If time matters in your ML model, consider time of data arrival a risk. Network lag is something
easily controlled by an attacker. Plan around it.
Always consider the technical source of input, including whether the expected input will always be
available. Is the sensor you are counting on reliable? Sensor blinding attacks are one example of a
risk faced by poorly designed input gathering systems. Note that consistent feature identification
related to sensors is likely to require human calibration.
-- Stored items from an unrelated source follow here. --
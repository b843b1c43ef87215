//! Decoding engine
//!
//! Drives byte-by-byte consumption of the input accumulator against the
//! transition table. The engine owns all mutable decoding state: the current
//! state, the sequence store, the scan position, and the single-slot
//! disambiguation timer. One engine instance decodes one stream; nothing here
//! is shared or synchronised.
//!
//! Scheduling is cooperative: [`Decoder::step`] consumes exactly one byte and
//! returns, so a large burst of input cannot starve the caller's loop. The
//! disambiguation timer is a monotonic deadline the driving loop re-checks
//! via [`Decoder::poll_timeout`]; processing any byte cancels it before the
//! byte's rule executes, so the timer-fire and byte paths never interleave.

use std::time::Instant;

use tracing::{debug, trace, warn};

use super::keys::{lookup_key_code, trailing_modifiers, Modifiers, SpecialKey};
use super::store::SeqStore;
use super::table::{table, Action, EmitEvent, Routine, State};
use crate::event::InputEvent;

#[derive(Debug, Clone, Copy)]
struct PendingTimeout {
    deadline: Instant,
    key: SpecialKey,
}

/// The terminal input decoder.
#[derive(Debug)]
pub struct Decoder {
    state: State,
    /// Input accumulator and scan position
    buf: Vec<u8>,
    pos: usize,
    store: SeqStore,
    pending: Option<PendingTimeout>,
    /// Set when the current byte must be reprocessed from `Rest` (the
    /// one-byte rollback after dumping an invalid multi-byte sequence)
    replay: bool,
}

impl Default for Decoder {
    fn default() -> Self {
        Self::new()
    }
}

impl Decoder {
    /// Create a new decoder in the rest state.
    pub fn new() -> Self {
        Self {
            state: State::Rest,
            buf: Vec::with_capacity(256),
            pos: 0,
            store: SeqStore::new(),
            pending: None,
            replay: false,
        }
    }

    /// Append bytes to the input accumulator without decoding them.
    pub fn push(&mut self, bytes: &[u8]) {
        self.buf.extend_from_slice(bytes);
    }

    /// Append bytes and decode everything buffered, returning the events.
    pub fn feed(&mut self, bytes: &[u8]) -> Vec<InputEvent> {
        let mut events = Vec::new();
        self.push(bytes);
        while self.step(&mut events) {}
        events
    }

    /// Number of buffered bytes not yet consumed.
    pub fn pending_bytes(&self) -> usize {
        self.buf.len() - self.pos
    }

    /// Consume one byte from the accumulator, executing its rule's actions.
    ///
    /// Returns `true` while unconsumed input remains. This is the unit of
    /// cooperative scheduling: call it once per turn and events for that byte
    /// land in `out`.
    pub fn step(&mut self, out: &mut Vec<InputEvent>) -> bool {
        if self.pos >= self.buf.len() {
            self.buf.clear();
            self.pos = 0;
            return false;
        }

        // A new byte always wins the race against the disambiguation window.
        self.pending = None;

        let byte = self.buf[self.pos];
        trace!(byte, state = ?self.state, "step");
        let rule = table().lookup(self.state, byte);
        for act in &rule.acts {
            self.execute(*act, byte, out);
        }

        if self.replay {
            // Rollback: the offending byte is reprocessed from Rest
            self.replay = false;
        } else {
            self.pos += 1;
        }

        if self.pos >= self.buf.len() {
            self.buf.clear();
            self.pos = 0;
            false
        } else {
            true
        }
    }

    /// The armed disambiguation deadline, if any. Driving loops use this to
    /// bound their poll timeout.
    pub fn deadline(&self) -> Option<Instant> {
        self.pending.map(|p| p.deadline)
    }

    /// Fire the disambiguation timer if its deadline has passed.
    ///
    /// Returns `true` if it fired; the armed key is emitted and the decoder
    /// returns to the rest state.
    pub fn poll_timeout(&mut self, now: Instant, out: &mut Vec<InputEvent>) -> bool {
        match self.pending {
            Some(PendingTimeout { deadline, key }) if now >= deadline => {
                self.pending = None;
                debug!(key = key.name(), "disambiguation window elapsed");
                out.push(InputEvent::Special {
                    key,
                    mods: Modifiers::default(),
                });
                self.state = State::Rest;
                true
            }
            _ => false,
        }
    }

    /// Abandon any in-flight sequence and buffered input.
    pub fn reset(&mut self) {
        self.state = State::Rest;
        self.buf.clear();
        self.pos = 0;
        self.store.clear();
        self.pending = None;
        self.replay = false;
    }

    fn execute(&mut self, act: Action, byte: u8, out: &mut Vec<InputEvent>) {
        match act {
            Action::ConsumeLiteral => {
                // Bytes outside ASCII decode as their Latin-1 character, the
                // same fallback used when dumping an invalid sequence
                out.push(InputEvent::Keypress(char::from(byte).to_string()));
            }
            Action::BeginMultiByte(next) => {
                self.store.push(byte);
                self.state = next;
            }
            Action::ContinueMultiByte { next, emit } => {
                if byte & 0xC0 != 0x80 {
                    self.dump_invalid(out);
                    return;
                }
                self.store.push(byte);
                if emit {
                    out.push(InputEvent::Keypress(self.store.take_string()));
                }
                self.state = next;
            }
            Action::ChangeState(next) => {
                debug!(from = ?self.state, to = ?next, "state");
                self.state = next;
            }
            Action::ArmTimer { delay, key } => {
                self.pending = Some(PendingTimeout {
                    deadline: Instant::now() + delay,
                    key,
                });
            }
            Action::Emit { event, mandatory } => {
                trace!(?event, mandatory, "emit");
                out.push(match event {
                    EmitEvent::Interrupt => InputEvent::Interrupt,
                    EmitEvent::Special(key) => InputEvent::Special {
                        key,
                        mods: Modifiers::default(),
                    },
                });
            }
            Action::Store => self.store.push_lossy(byte),
            Action::ClearStore => self.store.clear(),
            Action::Invoke(routine) => self.invoke(routine, out),
        }
    }

    /// Flush every stored byte as an individual literal keypress, roll the
    /// scan position back over the offending byte, and resynchronise at Rest.
    fn dump_invalid(&mut self, out: &mut Vec<InputEvent>) {
        if !self.store.is_empty() {
            debug!(len = self.store.len(), "dumping invalid multi-byte sequence");
        }
        for b in self.store.take() {
            out.push(InputEvent::Keypress(char::from(b).to_string()));
        }
        self.replay = true;
        self.state = State::Rest;
    }

    fn invoke(&mut self, routine: Routine, out: &mut Vec<InputEvent>) {
        match routine {
            Routine::NamedKey(key) => {
                let payload = self.store.take_string();
                let mods = trailing_modifiers(&payload);
                out.push(InputEvent::Special { key, mods });
            }
            Routine::CodedKey => {
                let payload = self.store.take_string();
                let mut fields = payload.split(';');
                let code = fields.next().unwrap_or("");
                match lookup_key_code(code) {
                    Some(key) => {
                        let mods = Modifiers::from_fields(fields);
                        out.push(InputEvent::Special { key, mods });
                    }
                    None => {
                        warn!(sequence = %payload, "unrecognized input key sequence");
                        out.push(InputEvent::Unrecognized(payload));
                    }
                }
            }
            Routine::CursorPos => {
                let payload = self.store.take_string();
                let mut fields = payload.split(';');
                let row = fields.next().unwrap_or("").to_string();
                let col = fields.next().unwrap_or("").to_string();
                debug!(%row, %col, "cursor position report");
                out.push(InputEvent::Position { row, col });
            }
            Routine::DeviceStatus => {
                let status = self.store.take_string();
                debug!(%status, "device status report");
                out.push(InputEvent::Status(status));
            }
        }
    }
}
If your data are poorly chosen or your model choice is poor, you may reach incorrect conclusions
regarding your ML approach. Make sure your methods match your data and your data are properly
vetted and monitored. Remember that ML systems can fail just as much due to data problems as
due to poorly chosen or implemented algorithms, hyperparameters, and other technical system
issues.
In order to be processed by a learning algorithm, raw input data often
must be transformed into a representational form that can be used by the machine learning
algorithm. This “pre-processing” step by its very nature impacts the security of an ML system since
data play such an essential security role.
Of special note in this component is the discrepancy between online models and offline models
(that is, models that are continuously trained and models that are trained once and “set”). Risks in
online models drift, and risks in offline models impact confidentiality.
Encoding integrity issues noted in [raw:5:encoding integrity] can be both introduced and
exacerbated during pre-processing. Does the pre-processing step itself introduce security
problems? Bias in raw data processing can impact ethical and moral implications. Normalization of
Unicode to ASCII may introduce problems when encoding, for example, Spanish improperly, losing
diacritics and accent marks.
The way data are “tagged and bagged” (or annotated into features) can be directly attacked,
introducing attacker bias into a system. An ML system trained up on examples that are too specific
will not be able to generalize well. Much of the human engineering time that goes into ML is spent
cleaning, deleting, aggregating, organizing, and just all-out manipulating the data so that it can be
consumed by an ML algorithm.
Normalization changes the nature of raw data, and may do so to such an extent that the normalized
data become exceedingly biased. One example might be an ML system that appears to carry
out a complex real-world task, but actually is doing something much easier with normalized data.
Destroying the feature of interest in a dataset may make it impossible to learn a viable solution.
When building datasets for training, validation, and testing (all distinct types of data used in ML
systems), care must be taken not to create bad data partitions. This may include analysis of and
comparisons between subsets to ensure the ML system will behave as desired.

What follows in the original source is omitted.